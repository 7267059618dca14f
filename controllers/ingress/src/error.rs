//! Controller-specific error types.
//!
//! `ErrorPool` collects the failures of one sync so a single bad resource
//! never aborts the whole reconciliation.

use haproxy_client::HAProxyError;
use kube::Error as KubeError;
use thiserror::Error;

/// Errors that can occur in the ingress controller.
#[derive(Debug, Error)]
pub enum ControllerError {
    /// Kubernetes API error
    #[error("Kubernetes error: {0}")]
    Kube(#[from] KubeError),

    /// HAProxy configuration or runtime API error
    #[error("HAProxy error: {0}")]
    HAProxy(#[from] HAProxyError),

    /// Filesystem error
    #[error("I/O error: {0}")]
    Io(#[from] std::io::Error),

    /// Invalid configuration
    #[error("Invalid configuration: {0}")]
    InvalidConfig(String),

    /// Unrecognized annotation value, invalid duration, unknown path type...
    #[error("Validation error: {0}")]
    Validation(String),

    /// Referenced object missing from the store
    #[error("Not found: {0}")]
    NotFound(String),

    /// HAProxy process supervision failed
    #[error("Process error: {0}")]
    Process(String),

    /// Resource watch failed
    #[error("Resource watch failed: {0}")]
    Watch(String),

    /// Several failures collected during one sync
    #[error("{} errors: {}", .0.len(), join_errors(.0))]
    Aggregate(Vec<ControllerError>),
}

fn join_errors(errors: &[ControllerError]) -> String {
    errors
        .iter()
        .map(ToString::to_string)
        .collect::<Vec<_>>()
        .join("; ")
}

impl ControllerError {
    /// Validation helper used by annotation parsers.
    pub fn validation(name: &str, value: &str, reason: impl std::fmt::Display) -> Self {
        Self::Validation(format!("annotation '{name}' value '{value}': {reason}"))
    }
}

/// Aggregates the errors of one sync.
#[derive(Debug, Default)]
pub struct ErrorPool {
    errors: Vec<ControllerError>,
}

impl ErrorPool {
    pub fn new() -> Self {
        Self::default()
    }

    /// Records `err`, the sync goes on.
    pub fn add(&mut self, err: impl Into<ControllerError>) {
        self.errors.push(err.into());
    }

    /// Records the error of `result`, if any, and returns its value.
    pub fn collect<T, E: Into<ControllerError>>(&mut self, result: Result<T, E>) -> Option<T> {
        match result {
            Ok(value) => Some(value),
            Err(err) => {
                self.add(err);
                None
            }
        }
    }

    pub fn is_empty(&self) -> bool {
        self.errors.is_empty()
    }

    /// Number of collected errors.
    pub fn len(&self) -> usize {
        self.errors.len()
    }

    /// `Ok` when nothing was collected, the single error when there is
    /// exactly one, `Aggregate` otherwise.
    pub fn into_result(mut self) -> Result<(), ControllerError> {
        match self.errors.len() {
            0 => Ok(()),
            1 => Err(self.errors.remove(0)),
            _ => Err(ControllerError::Aggregate(self.errors)),
        }
    }
}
------------------------------------
## Work request
All lines from the one containing "self.add(err);" to the last line of the material above must be copied exactly, and only those.

## Exercise answer
                self.add(err);
                None
            }
        }
    }

    pub fn is_empty(&self) -> bool {
        self.errors.is_empty()
    }

    /// Number of collected errors.
    pub fn len(&self) -> usize {
        self.errors.len()
    }

    /// `Ok` when nothing was collected, the single error when there is
    /// exactly one, `Aggregate` otherwise.
    pub fn into_result(mut self) -> Result<(), ControllerError> {
        match self.errors.len() {
            0 => Ok(()),
            1 => Err(self.errors.remove(0)),
            _ => Err(ControllerError::Aggregate(self.errors)),
        }
    }
}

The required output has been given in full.